### WORK ITEM
Every entry needs to be duplicated exactly.

(Saved entries)
■ ■ ■ ■ ■ ■ ■

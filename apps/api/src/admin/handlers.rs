use axum::{
    extract::{Query, State},
    Json,
};
use serde::{Deserialize, Serialize};

use crate::admin::deletion::{self, DeletePreviewReport, DeleteReport};
use crate::admin::importer::{self, BackfillReport, BatchReport};
use crate::errors::AppError;
use crate::models::job::BatchJobRow;
use crate::models::painting::PaintingInput;
use crate::state::AppState;

#[derive(Debug, Deserialize)]
pub struct BatchUploadRequest {
    #[serde(default)]
    pub paintings: Vec<PaintingInput>,
}

/// POST /api/v1/admin/paintings/batch
pub async fn handle_batch_upload(
    State(state): State<AppState>,
    Json(req): Json<BatchUploadRequest>,
) -> Result<Json<BatchReport>, AppError> {
    if req.paintings.is_empty() {
        return Err(AppError::Validation("No paintings provided".to_string()));
    }

    let report = importer::import_batch(&state.db, state.embedder.as_ref(), &req.paintings).await?;
    Ok(Json(report))
}

#[derive(Debug, Deserialize)]
#[serde(rename_all = "camelCase")]
pub struct JobQuery {
    pub job_id: Option<String>,
}

#[derive(Debug, Serialize)]
#[serde(untagged)]
pub enum JobStatusResponse {
    Single { job: BatchJobRow },
    Recent { jobs: Vec<BatchJobRow> },
}

/// GET /api/v1/admin/paintings/batch — one job by id, or the 10 most recent.
pub async fn handle_batch_status(
    State(state): State<AppState>,
    Query(params): Query<JobQuery>,
) -> Result<Json<JobStatusResponse>, AppError> {
    match params.job_id {
        Some(job_id) => {
            let job = sqlx::query_as::<_, BatchJobRow>("SELECT * FROM batch_jobs WHERE id = $1")
                .bind(&job_id)
                .fetch_optional(&state.db)
                .await?
                .ok_or_else(|| AppError::NotFound(format!("Job {job_id} not found")))?;
            Ok(Json(JobStatusResponse::Single { job }))
        }
        None => {
            let jobs = sqlx::query_as::<_, BatchJobRow>(
                "SELECT * FROM batch_jobs ORDER BY created_at DESC LIMIT 10",
            )
            .fetch_all(&state.db)
            .await?;
            Ok(Json(JobStatusResponse::Recent { jobs }))
        }
    }
}

/// POST /api/v1/admin/paintings/generate-embeddings
pub async fn handle_generate_embeddings(
    State(state): State<AppState>,
) -> Result<Json<BackfillReport>, AppError> {
    let report = importer::backfill_embeddings(&state.db, state.embedder.as_ref()).await?;
    Ok(Json(report))
}

#[derive(Debug, Deserialize)]
pub struct PageQuery {
    pub page: Option<i64>,
}

/// GET /api/v1/admin/paintings/delete-batch — dry-run preview.
pub async fn handle_delete_preview(
    State(state): State<AppState>,
    Query(params): Query<PageQuery>,
) -> Result<Json<DeletePreviewReport>, AppError> {
    let report = deletion::preview_page(&state.db, params.page.unwrap_or(1)).await?;
    Ok(Json(report))
}

/// DELETE /api/v1/admin/paintings/delete-batch
pub async fn handle_delete_batch(
    State(state): State<AppState>,
    Query(params): Query<PageQuery>,
) -> Result<Json<DeleteReport>, AppError> {
    let report = deletion::delete_page(&state.db, params.page.unwrap_or(1)).await?;
    Ok(Json(report))
}
//! Saved-painting toggle and listing.

use axum::{extract::State, http::HeaderMap, Json};
use serde::{Deserialize, Serialize};

use crate::errors::AppError;
use crate::models::painting::SavedPainting;
use crate::state::AppState;
use crate::visitor::require_visitor;

#[derive(Debug, Serialize)]
pub struct SavedListResponse {
    pub paintings: Vec<SavedPainting>,
    pub total: usize,
}

/// GET /api/v1/saved — the visitor's favorites, most recent first.
pub async fn handle_list_saved(
    State(state): State<AppState>,
    headers: HeaderMap,
) -> Result<Json<SavedListResponse>, AppError> {
    let visitor = require_visitor(&headers)?;

    let paintings = sqlx::query_as::<_, SavedPainting>(
        "SELECT p.id, p.title, p.title_en, p.artist, p.artist_en, p.year, p.style, \
                p.image_url, p.aspect_ratio \
         FROM saved_paintings sp \
         JOIN paintings p ON p.id = sp.painting_id \
         WHERE sp.visitor_id = $1 \
         ORDER BY sp.saved_at DESC",
    )
    .bind(&visitor)
    .fetch_all(&state.db)
    .await?;

    let total = paintings.len();
    Ok(Json(SavedListResponse { paintings, total }))
}

#[derive(Debug, Deserialize)]
#[serde(rename_all = "camelCase")]
pub struct ToggleSavedRequest {
    pub painting_id: String,
    #[serde(default)]
    pub action: Option<String>,
}

#[derive(Debug, Serialize)]
#[serde(rename_all = "camelCase")]
pub struct ToggleSavedResponse {
    pub success: bool,
    pub action: &'static str,
    pub painting_id: String,
}

/// POST /api/v1/saved — save or unsave a painting.
/// Any action other than "unsave" defaults to save.
pub async fn handle_toggle_saved(
    State(state): State<AppState>,
    headers: HeaderMap,
    Json(req): Json<ToggleSavedRequest>,
) -> Result<Json<ToggleSavedResponse>, AppError> {
    let visitor = require_visitor(&headers)?;
    if req.painting_id.is_empty() {
        return Err(AppError::Validation("Painting ID required".to_string()));
    }

    sqlx::query(
        "INSERT INTO user_preferences (visitor_id) VALUES ($1) \
         ON CONFLICT (visitor_id) DO NOTHING",
    )
    .bind(&visitor)
    .execute(&state.db)
    .await?;

    let action = if req.action.as_deref() == Some("unsave") {
        sqlx::query("DELETE FROM saved_paintings WHERE visitor_id = $1 AND painting_id = $2")
            .bind(&visitor)
            .bind(&req.painting_id)
            .execute(&state.db)
            .await?;
        "unsaved"
    } else {
        sqlx::query(
            "INSERT INTO saved_paintings (visitor_id, painting_id, saved_at) \
             VALUES ($1, $2, NOW()) \
             ON CONFLICT (visitor_id, painting_id) DO UPDATE SET saved_at = NOW()",
        )
        .bind(&visitor)
        .bind(&req.painting_id)
        .execute(&state.db)
        .await?;
        "saved"
    };

    Ok(Json(ToggleSavedResponse {
        success: true,
        action,
        painting_id: req.painting_id,
    }))
}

■ ■ ■ ■ ■ ■ ■

### TASK RESPONSE
filename apps/api/src/admin/handlers.rs
use axum::{
    extract::{Query, State},
    Json,
};
use serde::{Deserialize, Serialize};

use crate::admin::deletion::{self, DeletePreviewReport, DeleteReport};
use crate::admin::importer::{self, BackfillReport, BatchReport};
use crate::errors::AppError;
use crate::models::job::BatchJobRow;
use crate::models::painting::PaintingInput;
use crate::state::AppState;

#[derive(Debug, Deserialize)]
pub struct BatchUploadRequest {
    #[serde(default)]
    pub paintings: Vec<PaintingInput>,
}

/// POST /api/v1/admin/paintings/batch
pub async fn handle_batch_upload(
    State(state): State<AppState>,
    Json(req): Json<BatchUploadRequest>,
) -> Result<Json<BatchReport>, AppError> {
    if req.paintings.is_empty() {
        return Err(AppError::Validation("No paintings provided".to_string()));
    }

    let report = importer::import_batch(&state.db, state.embedder.as_ref(), &req.paintings).await?;
    Ok(Json(report))
}

#[derive(Debug, Deserialize)]
#[serde(rename_all = "camelCase")]
pub struct JobQuery {
    pub job_id: Option<String>,
}

#[derive(Debug, Serialize)]
#[serde(untagged)]
pub enum JobStatusResponse {
    Single { job: BatchJobRow },
    Recent { jobs: Vec<BatchJobRow> },
}

/// GET /api/v1/admin/paintings/batch — one job by id, or the 10 most recent.
pub async fn handle_batch_status(
    State(state): State<AppState>,
    Query(params): Query<JobQuery>,
) -> Result<Json<JobStatusResponse>, AppError> {
    match params.job_id {
        Some(job_id) => {
            let job = sqlx::query_as::<_, BatchJobRow>("SELECT * FROM batch_jobs WHERE id = $1")
                .bind(&job_id)
                .fetch_optional(&state.db)
                .await?
                .ok_or_else(|| AppError::NotFound(format!("Job {job_id} not found")))?;
            Ok(Json(JobStatusResponse::Single { job }))
        }
        None => {
            let jobs = sqlx::query_as::<_, BatchJobRow>(
                "SELECT * FROM batch_jobs ORDER BY created_at DESC LIMIT 10",
            )
            .fetch_all(&state.db)
            .await?;
            Ok(Json(JobStatusResponse::Recent { jobs }))
        }
    }
}

/// POST /api/v1/admin/paintings/generate-embeddings
pub async fn handle_generate_embeddings(
    State(state): State<AppState>,
) -> Result<Json<BackfillReport>, AppError> {
    let report = importer::backfill_embeddings(&state.db, state.embedder.as_ref()).await?;
    Ok(Json(report))
}

#[derive(Debug, Deserialize)]
pub struct PageQuery {
    pub page: Option<i64>,
}

/// GET /api/v1/admin/paintings/delete-batch — dry-run preview.
pub async fn handle_delete_preview(
    State(state): State<AppState>,
    Query(params): Query<PageQuery>,
) -> Result<Json<DeletePreviewReport>, AppError> {
    let report = deletion::preview_page(&state.db, params.page.unwrap_or(1)).await?;
    Ok(Json(report))
}

/// DELETE /api/v1/admin/paintings/delete-batch
pub async fn handle_delete_batch(
    State(state): State<AppState>,
    Query(params): Query<PageQuery>,
) -> Result<Json<DeleteReport>, AppError> {
    let report = deletion::delete_page(&state.db, params.page.unwrap_or(1)).await?;
    Ok(Json(report))
}
//! Saved-painting toggle and listing.

use axum::{extract::State, http::HeaderMap, Json};
use serde::{Deserialize, Serialize};

use crate::errors::AppError;
use crate::models::painting::SavedPainting;
use crate::state::AppState;
use crate::visitor::require_visitor;

#[derive(Debug, Serialize)]
pub struct SavedListResponse {
    pub paintings: Vec<SavedPainting>,
    pub total: usize,
}

/// GET /api/v1/saved — the visitor's favorites, most recent first.
pub async fn handle_list_saved(
    State(state): State<AppState>,
    headers: HeaderMap,
) -> Result<Json<SavedListResponse>, AppError> {
    let visitor = require_visitor(&headers)?;

    let paintings = sqlx::query_as::<_, SavedPainting>(
        "SELECT p.id, p.title, p.title_en, p.artist, p.artist_en, p.year, p.style, \
                p.image_url, p.aspect_ratio \
         FROM saved_paintings sp \
         JOIN paintings p ON p.id = sp.painting_id \
         WHERE sp.visitor_id = $1 \
         ORDER BY sp.saved_at DESC",
    )
    .bind(&visitor)
    .fetch_all(&state.db)
    .await?;

    let total = paintings.len();
    Ok(Json(SavedListResponse { paintings, total }))
}

#[derive(Debug, Deserialize)]
#[serde(rename_all = "camelCase")]
pub struct ToggleSavedRequest {
    pub painting_id: String,
    #[serde(default)]
    pub action: Option<String>,
}

#[derive(Debug, Serialize)]
#[serde(rename_all = "camelCase")]
pub struct ToggleSavedResponse {
    pub success: bool,
    pub action: &'static str,
    pub painting_id: String,
}

/// POST /api/v1/saved — save or unsave a painting.
/// Any action other than "unsave" defaults to save.
pub async fn handle_toggle_saved(
    State(state): State<AppState>,
    headers: HeaderMap,
    Json(req): Json<ToggleSavedRequest>,
) -> Result<Json<ToggleSavedResponse>, AppError> {
    let visitor = require_visitor(&headers)?;
    if req.painting_id.is_empty() {
        return Err(AppError::Validation("Painting ID required".to_string()));
    }

    sqlx::query(
        "INSERT INTO user_preferences (visitor_id) VALUES ($1) \
         ON CONFLICT (visitor_id) DO NOTHING",
    )
    .bind(&visitor)
    .execute(&state.db)
    .await?;

    let action = if req.action.as_deref() == Some("unsave") {
        sqlx::query("DELETE FROM saved_paintings WHERE visitor_id = $1 AND painting_id = $2")
            .bind(&visitor)
            .bind(&req.painting_id)
            .execute(&state.db)
            .await?;
        "unsaved"
    } else {
        sqlx::query(
            "INSERT INTO saved_paintings (visitor_id, painting_id, saved_at) \
             VALUES ($1, $2, NOW()) \
             ON CONFLICT (visitor_id, painting_id) DO UPDATE SET saved_at = NOW()",
        )
        .bind(&visitor)
        .bind(&req.painting_id)
        .execute(&state.db)
        .await?;
        "saved"
    };

    Ok(Json(ToggleSavedResponse {
        success: true,
        action,
        painting_id: req.painting_id,
    }))
}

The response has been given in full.